Gene networks comparison to understand the effects of glucose toxic and genetic variants in the Type 2 Diabetes Mellitus risk.

Abstract

Type 2 Diabetes Mellitus (T2DM) results from the interaction between genetic and environmental risk factors, being characterized by high blood glucose levels, insulin resistance and, at a late stage, reduced insulin secretion by pancreatic ²-cells. Recently, the genetic study has been one of the most used approaches to the understanding of this disease, trying to identify the genes that are responsible for the multifactorial disease characteristics and the interactions of these genes with environmental factors. The present study provides continuity to the study "Comparative study of gene expression networks with genes associated with type 2 diabetes mellitus (T2DM) and risk genotypes for disease", and its purpose is to investigate possible genetic and environmental factors that influence the T2DM pathology in 100 vascular smooth muscle cell samples.
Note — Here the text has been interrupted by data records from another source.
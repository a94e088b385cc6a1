mod context;
mod types;
mod uniforms;

pub use context::*;
pub use types::*;
pub use uniforms::*;
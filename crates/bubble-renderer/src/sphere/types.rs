//! Sphere mesh data and GPU vertex layouts.
//!
//! Positions live in their own vertex buffer because the displacer rewrites
//! them every frame; normals and uvs never change and sit in a second,
//! static buffer.

/// CPU-side indexed sphere.
#[derive(Debug, Clone, PartialEq)]
pub struct SphereMesh {
    pub positions: Vec<[f32; 3]>,
    pub normals: Vec<[f32; 3]>,
    pub uvs: Vec<[f32; 2]>,
    pub indices: Vec<u32>,
}

impl SphereMesh {
    pub fn vertex_count(&self) -> usize {
        self.positions.len()
    }

    pub fn triangle_count(&self) -> usize {
        self.indices.len() / 3
    }
}

/// Dynamic per-vertex position, re-uploaded whenever the displacer runs.
///
/// Layout: position(vec3) = 12 bytes.
#[repr(C)]
#[derive(Debug, Clone, Copy, bytemuck::Pod, bytemuck::Zeroable)]
pub struct PositionVertex {
    pub position: [f32; 3],
}

impl PositionVertex {
    /// wgpu vertex buffer layout for `PositionVertex` (slot 0).
    pub const LAYOUT: wgpu::VertexBufferLayout<'static> = wgpu::VertexBufferLayout {
        array_stride: std::mem::size_of::<PositionVertex>() as u64,
        step_mode: wgpu::VertexStepMode::Vertex,
        attributes: &[
            // position: vec3<f32> at offset 0
            wgpu::VertexAttribute {
                format: wgpu::VertexFormat::Float32x3,
                offset: 0,
                shader_location: 0,
            },
        ],
    };
}

/// Static per-vertex surface attributes.
///
/// Layout: normal(vec3) + uv(vec2) = 20 bytes.
#[repr(C)]
#[derive(Debug, Clone, Copy, bytemuck::Pod, bytemuck::Zeroable)]
pub struct SurfaceVertex {
    pub normal: [f32; 3],
    pub uv: [f32; 2],
}

impl SurfaceVertex {
    /// wgpu vertex buffer layout for `SurfaceVertex` (slot 1).
    pub const LAYOUT: wgpu::VertexBufferLayout<'static> = wgpu::VertexBufferLayout {
        array_stride: std::mem::size_of::<SurfaceVertex>() as u64,
        step_mode: wgpu::VertexStepMode::Vertex,
        attributes: &[
            // normal: vec3<f32> at offset 0
            wgpu::VertexAttribute {
                format: wgpu::VertexFormat::Float32x3,
                offset: 0,
                shader_location: 1,
            },
            // uv: vec2<f32> at offset 12
            wgpu::VertexAttribute {
                format: wgpu::VertexFormat::Float32x2,
                offset: 12,
                shader_location: 2,
            },
        ],
    };
}

// =============================================================================
// Tests
// =============================================================================
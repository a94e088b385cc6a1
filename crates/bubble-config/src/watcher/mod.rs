//! File watcher for live config reload.
//!
//! Uses the `notify` crate to watch the config file for changes,
//! debounced so editor save sequences produce one reload.

mod config_watcher;


pub use config_watcher::ConfigWatcher;
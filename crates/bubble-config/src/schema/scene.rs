//! Scene composition settings: which optional effects are active and what
//! sits behind the bubble.

use serde::{Deserialize, Serialize};

/// Named feature presets for the scene.
#[derive(Debug, Clone, Copy, Serialize, Deserialize, PartialEq, Eq, Default)]
#[serde(rename_all = "lowercase")]
pub enum SceneVariant {
    /// Image revealed only through the bubble's silhouette; no post effects.
    Masked,
    /// Bloom only.
    Bloom,
    /// Hue/saturation grading followed by bloom.
    #[default]
    Graded,
}

impl SceneVariant {
    pub const ALL: [SceneVariant; 3] = [
        SceneVariant::Masked,
        SceneVariant::Bloom,
        SceneVariant::Graded,
    ];

    pub fn name(self) -> &'static str {
        match self {
            SceneVariant::Masked => "masked",
            SceneVariant::Bloom => "bloom",
            SceneVariant::Graded => "graded",
        }
    }
}

impl std::str::FromStr for SceneVariant {
    type Err = String;

    fn from_str(s: &str) -> Result<Self, Self::Err> {
        SceneVariant::ALL
            .into_iter()
            .find(|v| v.name().eq_ignore_ascii_case(s.trim()))
            .ok_or_else(|| format!("unknown scene variant '{s}' (expected masked, bloom, graded)"))
    }
}

/// Scene settings.
///
/// The `mask`, `bloom` and `hue_saturation` fields override the variant's
/// preset when set.
#[derive(Debug, Clone, PartialEq, Serialize, Deserialize)]
#[serde(default)]
pub struct SceneConfig {
    pub variant: SceneVariant,
    pub mask: Option<bool>,
    pub bloom: Option<bool>,
    pub hue_saturation: Option<bool>,
    /// Canvas clear color as hex string.
    pub background: String,
    /// Image drawn behind the bubble (PNG or JPEG). None = no image.
    pub image: Option<String>,
    /// Image quad half-height in world units (valid range: 0.1-10.0).
    pub image_scale: f32,
}

impl Default for SceneConfig {
    fn default() -> Self {
        Self {
            variant: SceneVariant::Graded,
            mask: None,
            bloom: None,
            hue_saturation: None,
            background: "#ffffff".into(),
            image: None,
            image_scale: 1.0,
        }
    }
}
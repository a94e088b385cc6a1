//! Keyboard-driven tuning of the live config.
//!
//! Every tunable parameter is a [`Control`]: a named, clamped view onto one
//! field of [`BubbleConfig`]. Arrow keys pick and step controls; a few
//! letter keys save, reload, pause, and switch the scene variant.

use bubble_config::schema::{BloomKernelSize, BubbleConfig, SceneVariant};
use winit::keyboard::{Key, NamedKey};

/// Step multiplier while Shift is held.
pub const COARSE_STEP_FACTOR: f32 = 10.0;

/// How a control's value is shown.
#[derive(Debug, Clone, Copy, PartialEq, Eq)]
pub enum ControlKind {
    /// Plain number, shown with the precision of its step.
    Scalar,
    /// Boolean stored as 0 or 1, shown as on/off.
    Toggle,
    /// Index into [`BloomKernelSize::ALL`], shown by name.
    KernelSize,
}

/// One tunable parameter.
pub struct Control {
    pub name: &'static str,
    pub kind: ControlKind,
    pub min: f32,
    pub max: f32,
    pub step: f32,
    get: fn(&BubbleConfig) -> f32,
    set: fn(&mut BubbleConfig, f32),
}

impl Control {
    pub fn value(&self, config: &BubbleConfig) -> f32 {
        (self.get)(config)
    }

    /// Write `value` clamped to the control's range. Returns the stored value.
    pub fn set(&self, config: &mut BubbleConfig, value: f32) -> f32 {
        (self.set)(config, value.clamp(self.min, self.max));
        self.value(config)
    }

    /// Move the value by `steps` increments, snapped to the step grid.
    pub fn step_by(&self, config: &mut BubbleConfig, steps: f32) -> f32 {
        let raw = self.value(config) + steps * self.step;
        let snapped = self.min + ((raw - self.min) / self.step).round() * self.step;
        self.set(config, snapped)
    }

    /// Human readable value with as many decimals as the step needs.
    pub fn format_value(&self, config: &BubbleConfig) -> String {
        let value = self.value(config);
        match self.kind {
            ControlKind::KernelSize => format!("{:?}", BloomKernelSize::from_index(value as usize)),
            ControlKind::Toggle => if value >= 0.5 { "on" } else { "off" }.to_string(),
            ControlKind::Scalar => {
                let decimals = if self.step >= 1.0 {
                    0
                } else if self.step >= 0.1 {
                    1
                } else {
                    2
                };
                format!("{value:.decimals$}")
            }
        }
    }
}

pub const CONTROLS: &[Control] = &[
    Control {
        name: "noise intensity",
        kind: ControlKind::Scalar,
        min: 0.0,
        max: 0.5,
        step: 0.01,
        get: |c| c.noise.intensity,
        set: |c, v| c.noise.intensity = v,
    },
    Control {
        name: "noise speed",
        kind: ControlKind::Scalar,
        min: 0.0,
        max: 0.5,
        step: 0.01,
        get: |c| c.noise.speed,
        set: |c, v| c.noise.speed = v,
    },
    Control {
        name: "thickness",
        kind: ControlKind::Scalar,
        min: 0.0,
        max: 3.0,
        step: 0.05,
        get: |c| c.material.thickness,
        set: |c, v| c.material.thickness = v,
    },
    Control {
        name: "roughness",
        kind: ControlKind::Scalar,
        min: 0.0,
        max: 1.0,
        step: 0.1,
        get: |c| c.material.roughness,
        set: |c, v| c.material.roughness = v,
    },
    Control {
        name: "ior",
        kind: ControlKind::Scalar,
        min: 0.8,
        max: 1.2,
        step: 0.01,
        get: |c| c.material.ior,
        set: |c, v| c.material.ior = v,
    },
    Control {
        name: "chromatic aberration",
        kind: ControlKind::Scalar,
        min: 0.0,
        max: 0.5,
        step: 0.01,
        get: |c| c.material.chromatic_aberration,
        set: |c, v| c.material.chromatic_aberration = v,
    },
    Control {
        name: "distortion",
        kind: ControlKind::Scalar,
        min: 0.0,
        max: 1.0,
        step: 0.05,
        get: |c| c.material.distortion,
        set: |c, v| c.material.distortion = v,
    },
    Control {
        name: "temporal distortion",
        kind: ControlKind::Scalar,
        min: 0.0,
        max: 0.3,
        step: 0.01,
        get: |c| c.material.temporal_distortion,
        set: |c, v| c.material.temporal_distortion = v,
    },
    Control {
        name: "distortion scale",
        kind: ControlKind::Scalar,
        min: 0.0,
        max: 1.0,
        step: 0.05,
        get: |c| c.material.distortion_scale,
        set: |c, v| c.material.distortion_scale = v,
    },
    Control {
        name: "anisotropic blur",
        kind: ControlKind::Scalar,
        min: 0.0,
        max: 10.0,
        step: 0.05,
        get: |c| c.material.anisotropic_blur,
        set: |c, v| c.material.anisotropic_blur = v,
    },
    Control {
        name: "hue",
        kind: ControlKind::Scalar,
        min: 0.0,
        max: 2.0,
        step: 0.05,
        get: |c| c.effects.hue_saturation.hue,
        set: |c, v| c.effects.hue_saturation.hue = v,
    },
    Control {
        name: "saturation",
        kind: ControlKind::Scalar,
        min: 0.2,
        max: 0.8,
        step: 0.01,
        get: |c| c.effects.hue_saturation.saturation,
        set: |c, v| c.effects.hue_saturation.saturation = v,
    },
    Control {
        name: "bloom intensity",
        kind: ControlKind::Scalar,
        min: 0.0,
        max: 5.0,
        step: 0.1,
        get: |c| c.effects.bloom.intensity,
        set: |c, v| c.effects.bloom.intensity = v,
    },
    Control {
        name: "bloom kernel size",
        kind: ControlKind::KernelSize,
        min: 0.0,
        max: (BloomKernelSize::ALL.len() - 1) as f32,
        step: 1.0,
        get: |c| c.effects.bloom.kernel_size.index() as f32,
        set: |c, v| c.effects.bloom.kernel_size = BloomKernelSize::from_index(v.round() as usize),
    },
    Control {
        name: "bloom threshold",
        kind: ControlKind::Scalar,
        min: 0.0,
        max: 1.0,
        step: 0.01,
        get: |c| c.effects.bloom.luminance_threshold,
        set: |c, v| c.effects.bloom.luminance_threshold = v,
    },
    Control {
        name: "bloom smoothing",
        kind: ControlKind::Scalar,
        min: 0.0,
        max: 1.0,
        step: 0.01,
        get: |c| c.effects.bloom.luminance_smoothing,
        set: |c, v| c.effects.bloom.luminance_smoothing = v,
    },
    Control {
        name: "bloom mipmap blur",
        kind: ControlKind::Toggle,
        min: 0.0,
        max: 1.0,
        step: 1.0,
        get: |c| if c.effects.bloom.mipmap_blur { 1.0 } else { 0.0 },
        set: |c, v| c.effects.bloom.mipmap_blur = v >= 0.5,
    },
    Control {
        name: "bloom resolution x",
        kind: ControlKind::Scalar,
        min: 0.0,
        max: 2048.0,
        step: 1.0,
        get: |c| c.effects.bloom.resolution_x as f32,
        set: |c, v| c.effects.bloom.resolution_x = v.round() as u32,
    },
    Control {
        name: "bloom resolution y",
        kind: ControlKind::Scalar,
        min: 0.0,
        max: 2048.0,
        step: 1.0,
        get: |c| c.effects.bloom.resolution_y as f32,
        set: |c, v| c.effects.bloom.resolution_y = v.round() as u32,
    },
];

/// A user intent decoded from a key press.
#[derive(Debug, Clone, Copy, PartialEq)]
pub enum Command {
    SelectPrevious,
    SelectNext,
    /// Step the selected control by this many increments.
    Adjust(f32),
    Save,
    Reload,
    SetVariant(SceneVariant),
    TogglePause,
}

impl Command {
    pub fn from_key(key: &Key, shift: bool) -> Option<Self> {
        let factor = if shift { COARSE_STEP_FACTOR } else { 1.0 };
        match key {
            Key::Named(NamedKey::ArrowUp) => Some(Command::SelectPrevious),
            Key::Named(NamedKey::ArrowDown) => Some(Command::SelectNext),
            Key::Named(NamedKey::ArrowLeft) => Some(Command::Adjust(-factor)),
            Key::Named(NamedKey::ArrowRight) => Some(Command::Adjust(factor)),
            Key::Named(NamedKey::Space) => Some(Command::TogglePause),
            Key::Character(c) => match c.to_ascii_lowercase().as_str() {
                "s" => Some(Command::Save),
                "r" => Some(Command::Reload),
                "1" => Some(Command::SetVariant(SceneVariant::Masked)),
                "2" => Some(Command::SetVariant(SceneVariant::Bloom)),
                "3" => Some(Command::SetVariant(SceneVariant::Graded)),
                " " => Some(Command::TogglePause),
                _ => None,
            },
            _ => None,
        }
    }
}

/// Which control the arrow keys act on.
#[derive(Debug, Default)]
pub struct ControlPanel {
    selected: usize,
}

impl ControlPanel {
    pub fn new() -> Self {
        Self::default()
    }

    pub fn selected(&self) -> &'static Control {
        &CONTROLS[self.selected]
    }

    pub fn select_next(&mut self) {
        self.selected = (self.selected + 1) % CONTROLS.len();
    }

    pub fn select_previous(&mut self) {
        self.selected = (self.selected + CONTROLS.len() - 1) % CONTROLS.len();
    }

    /// Step the selected control. Returns `true` if the config changed.
    pub fn adjust(&self, config: &mut BubbleConfig, steps: f32) -> bool {
        let control = self.selected();
        let before = control.value(config);
        let after = control.step_by(config, steps);
        tracing::debug!(control = control.name, before, after, "control adjusted");
        before != after
    }

    /// `name: value` for the selected control.
    pub fn status(&self, config: &BubbleConfig) -> String {
        let control = self.selected();
        format!("{}: {}", control.name, control.format_value(config))
    }
}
In order to analyze the contribution of the most significant genetic markers associated with T2DM risk and of the blood glucose toxic levels to the disease risk we will use expression levels and expression correlation comparison approaches. The applied technique to measure gene expression levels will be the RNA-seq, so that we are going to quantify all mRNA in the cells in order to analyze expression: of the genes that harbor or are close to T2DM associated polymorphisms, as well as the genes that participate in their signaling pathways, and genes that participate in T2DM signaling pathways. The pattern comparisons will be made for each polymorphism between patients with and without the considered T2DM risk allele, and between subjects before and after glucose treatment in cell culture; and such comparisons will be simply represented as a network of gene interactions. Based on current knowledge, we believe that the resulting connectivity diagram between genes related to T2DM allows us to examine the behavior of the entire group of genes and how genes can interact, giving us an advance of the disease pathology understanding.